オーストリアのウィーン美術史博物館で、五月二十日から八月九日まで、日本在住の中国人写真家・汪蕪生氏の個展が開かれた。

世界的にも屈指のこの美術館で開かれた個展は、ほとんどが美術史上著名な巨匠のものばかり。在世の芸術家の個展もただの一度だけ。ましてや、アジア人写真家の個展は同美術館はじまって以来のことである。

一昨年九月にウィーン郊外のクレムス美術館で開催された「荘重な山々」 の企画展にこわれて五点の作品を出展したのがきっかけだった。この作品を見、感動したウィーン美術史美術館のサイペル館長が汪氏の個展の開催を決めたのである。

汪氏は一九四五年十二月、中国安徽省蕪湖市の生まれ。

大学は皖南大学(現安徽省師範大学) に入り、物理学を学んだが、芸術の道を歩みたいという子供のころからの望みを捨てきれず報道専門カメラマンになった。「報道カメラマンとして仕事をしている途中に出合ったのが同省の黄山でした。ショックと言えるほどの感動を受けたのです。以来、この山が私のライフワークになりました」

古来、黄山は中国有数の霊山。多くの文人、画家が黄山神仙境を描いてきた。それに題材としてはきわめて不利だったが、黄山の魅力は、汪氏をとらえて放さなかった。

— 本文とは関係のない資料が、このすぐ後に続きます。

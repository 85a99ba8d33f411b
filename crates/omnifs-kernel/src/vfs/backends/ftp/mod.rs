//! FTP backend for `ftp`, `ftps` and `ftpes` roots.
//!
//! Roots look like `ftp://user@host:port/?mode=passive&encoding=UTF-8`.
//! Passwords come from the registry's [`CredentialStore`].

mod error;
mod fs;
pub mod listing;
pub mod session;

use std::sync::Arc;
use std::time::Duration;

pub use error::FtpError;
pub use fs::FtpFileSystem;
pub use listing::FtpEntry;
pub use session::{
    DataReader, DataWriter, Encoding, FtpConnector, FtpSecurity, FtpSession, FtpTarget,
    TcpFtpConnector,
};

use crate::config::{FtpMode, OmnifsConfig};
use crate::vfs::error::{VfsError, VfsResult};
use crate::vfs::ops::FileSystem;
use crate::vfs::registry::{CredentialStore, FileSystemProvider};
use crate::vfs::types::BackendKind;
use crate::vfs::uri::Uri;

const ANONYMOUS: &str = "anonymous";

/// Provider for the FTP schemes.
#[derive(Debug)]
pub struct FtpProvider {
    credentials: Arc<CredentialStore>,
    config: OmnifsConfig,
    connector: Arc<dyn FtpConnector>,
}

impl FtpProvider {
    pub fn new(credentials: Arc<CredentialStore>, config: OmnifsConfig) -> Self {
        Self::with_connector(credentials, config, Arc::new(TcpFtpConnector::new()))
    }

    pub fn with_connector(
        credentials: Arc<CredentialStore>,
        config: OmnifsConfig,
        connector: Arc<dyn FtpConnector>,
    ) -> Self {
        Self {
            credentials,
            config,
            connector,
        }
    }

    fn target(&self, root: &Uri) -> VfsResult<FtpTarget> {
        let invalid = |reason: String| VfsError::file_system(root.to_string(), reason);
        let (security, default_port) = match root.scheme().map(str::to_ascii_lowercase).as_deref() {
            Some("ftp") => (FtpSecurity::Plain, 21),
            Some("ftps") => (FtpSecurity::Implicit, 990),
            Some("ftpes") => (FtpSecurity::Explicit, 21),
            other => return Err(invalid(format!("not an ftp scheme: {other:?}"))),
        };
        let host = root
            .host()
            .filter(|h| !h.is_empty())
            .ok_or_else(|| invalid("ftp root needs a host".into()))?;
        if root.encoded_path() != "/" || root.encoded_fragment().is_some() {
            return Err(invalid("ftp root must have path / and no fragment".into()));
        }

        let mut mode = self.config.ftp.mode;
        let mut encoding = Encoding::from_label(&self.config.ftp.encoding).unwrap_or_else(Encoding::utf8);
        for (key, value) in root.query_parameters() {
            match key.as_str() {
                "mode" => {
                    mode = match value.to_ascii_lowercase().as_str() {
                        "passive" => FtpMode::Passive,
                        "active" => FtpMode::Active,
                        _ => return Err(invalid(format!("unknown ftp mode {value:?}"))),
                    }
                }
                "encoding" => {
                    encoding = Encoding::from_label(&value)
                        .ok_or_else(|| invalid(format!("unsupported encoding {value:?}")))?;
                }
                _ => return Err(invalid(format!("unknown ftp parameter {key:?}"))),
            }
        }

        let user = match root.decoded_user_info() {
            Some(bytes) => String::from_utf8(bytes)
                .map_err(|_| invalid("ftp user name is not UTF-8".into()))?,
            None => ANONYMOUS.to_string(),
        };
        let password = self.credentials.password(root).or_else(|| {
            (user == ANONYMOUS).then(|| format!("{ANONYMOUS}@"))
        });
        Ok(FtpTarget {
            security,
            host: host.to_string(),
            port: root.port().unwrap_or(default_port),
            user,
            password,
            mode,
            encoding,
            connect_timeout: Duration::from_secs(self.config.ftp.connect_timeout_secs),
        })
    }
}

impl FileSystemProvider for FtpProvider {
    fn kind(&self) -> BackendKind {
        BackendKind::Ftp
    }

    fn new_file_system(&self, root: Arc<Uri>) -> VfsResult<Arc<dyn FileSystem>> {
        let target = self.target(&root)?;
        let encoding = target.encoding;
        let pool = fs::SessionPool::new(
            self.connector.clone(),
            target,
            self.config.ftp.max_idle_sessions,
        );
        Ok(Arc::new(FtpFileSystem::new(
            root,
            pool,
            encoding,
            self.config.cache.listing_capacity,
        )))
    }
}
#[cfg(test)]
mod tests {
    use super::*;
    use std::io::Write;

    fn tar_fixture(dir: &Path) -> PathBuf {
        let path = dir.join("fixture.tar");
        let mut builder = tar::Builder::new(File::create(&path).unwrap());
        let mut header = tar::Header::new_gnu();
        header.set_size(6);
        header.set_mode(0o640);
        header.set_mtime(1_700_000_000);
        header.set_entry_type(tar::EntryType::Regular);
        builder
            .append_data(&mut header, "docs/report.txt", &b"report"[..])
            .unwrap();
        let mut link = tar::Header::new_gnu();
        link.set_entry_type(tar::EntryType::Symlink);
        link.set_size(0);
        builder
            .append_link(&mut link, "latest", "docs/report.txt")
            .unwrap();
        builder.into_inner().unwrap().flush().unwrap();
        path
    }

    #[test]
    fn test_format_detection() {
        assert_eq!(ArchiveFormat::from_name(b"a.TAR.ZST"), Some(ArchiveFormat::TarZstd));
        assert_eq!(ArchiveFormat::from_name(b"a.txz"), Some(ArchiveFormat::TarXz));
        assert_eq!(ArchiveFormat::from_name(b"a.apk"), Some(ArchiveFormat::Zip));
        assert_eq!(ArchiveFormat::from_name(b"a.bin"), None);
        assert_eq!(ArchiveFormat::from_magic(b"PK\x03\x04rest"), Some(ArchiveFormat::Zip));
        assert_eq!(ArchiveFormat::from_magic(XZ_MAGIC), Some(ArchiveFormat::TarXz));
        assert_eq!(ArchiveFormat::from_magic(b"plain"), None);
        assert_eq!("tar.zst".parse::<ArchiveFormat>().unwrap(), ArchiveFormat::TarZstd);
    }

    #[test]
    fn test_tar_pass_reads_headers_and_data() {
        let dir = tempfile::tempdir().unwrap();
        let path = tar_fixture(dir.path());
        // No extension: detected from the ustar magic.
        let source = ArchiveSource::open(&path, b"fixture").unwrap();
        assert_eq!(source.format(), ArchiveFormat::Tar);
        assert_eq!(source.size().unwrap(), std::fs::metadata(&path).unwrap().len());

        let mut seen = Vec::new();
        source
            .for_each_entry(&[], |_, entry, data| {
                let mut content = Vec::new();
                data.read_to_end(&mut content).unwrap();
                seen.push((entry.clone(), content));
                Ok(Flow::Continue)
            })
            .unwrap();
        assert_eq!(seen.len(), 2);
        assert_eq!(seen[0].0.name.as_bytes(), b"docs/report.txt");
        assert_eq!(seen[0].0.mode, 0o640);
        assert_eq!(seen[0].1, b"report");
        assert_eq!(seen[1].0.file_type, FileType::Symlink);
        assert_eq!(
            seen[1].0.symlink_target.as_ref().unwrap().as_bytes(),
            b"docs/report.txt"
        );
    }

    #[test]
    fn test_stop_ends_pass_early() {
        let dir = tempfile::tempdir().unwrap();
        let source = ArchiveSource::open(tar_fixture(dir.path()), b"fixture.tar").unwrap();
        let mut count = 0;
        source
            .for_each_entry(&[], |_, _, _| {
                count += 1;
                Ok(Flow::Stop)
            })
            .unwrap();
        assert_eq!(count, 1);
    }

    #[test]
    fn test_zip_pass() {
        let dir = tempfile::tempdir().unwrap();
        let path = dir.path().join("fixture.zip");
        let mut writer = zip::ZipWriter::new(File::create(&path).unwrap());
        let options = zip::write::FileOptions::default().unix_permissions(0o600);
        writer.add_directory("img/", options).unwrap();
        writer.start_file("img/a.png", options).unwrap();
        writer.write_all(b"png").unwrap();
        writer.finish().unwrap();

        let source = ArchiveSource::open(&path, b"fixture.zip").unwrap();
        let mut names = Vec::new();
        source
            .for_each_entry(&[], |_, entry, data| {
                let mut content = Vec::new();
                data.read_to_end(&mut content).unwrap();
                names.push((entry.name.to_string_lossy(), entry.file_type, content));
                Ok(Flow::Continue)
            })
            .unwrap();
        assert_eq!(names[0].0, "img/");
        assert_eq!(names[0].1, FileType::Directory);
        assert_eq!(names[1].2, b"png");
    }

    #[test]
    fn test_unknown_format() {
        let dir = tempfile::tempdir().unwrap();
        let path = dir.path().join("blob");
        std::fs::write(&path, b"not an archive").unwrap();
        let err = ArchiveSource::open(&path, b"blob").unwrap_err();
        assert_eq!(err.errno, Errno::NOTSUP);
    }
}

西洋と東洋を兼ね備えた日本で勉強し、作品を深めたいと、八一年国際交流基金の研究員として日本留学。日大芸術研究所、東京芸大などに籍を置きながら黄山の神仙境を写し取り、『黄山幻幽』『黄山神韻』といった写真集にまとめられた。

汪氏の個展はすでに西武美術館、三越などで開かれており、その水墨画と見まごう幻幽な作品に魅せられ支援者となっている財界人は多い。現在、「汪蕪生先生を囲む日中協力会」の設立が進んでいるが、そこには小山五郎・さくら銀行名誉会長のはか、豊田章一郎・トヨタ自動車会長、大賀典雄・ソニー会長など主だった財界トップ、政治家、文化人がずらり名を連ねている。

「小山さんとは、上海のガーデンホテルのオープニングのときに飾られた私の作品を高く評価していただいて以来、十年余、年齢、地位、人種を超えて友人としてお付き合いいただいていますが、心から尊敬できる方です。また、今回の個展に際して広いアトリエを提供してくださった第一ビルディングの山口隆社長など、日本の財界人の支援には感謝の言葉もありません」

いまや国際的に認められた汪氏だが、「いまだに日本永住が認められない」と寂しく笑った。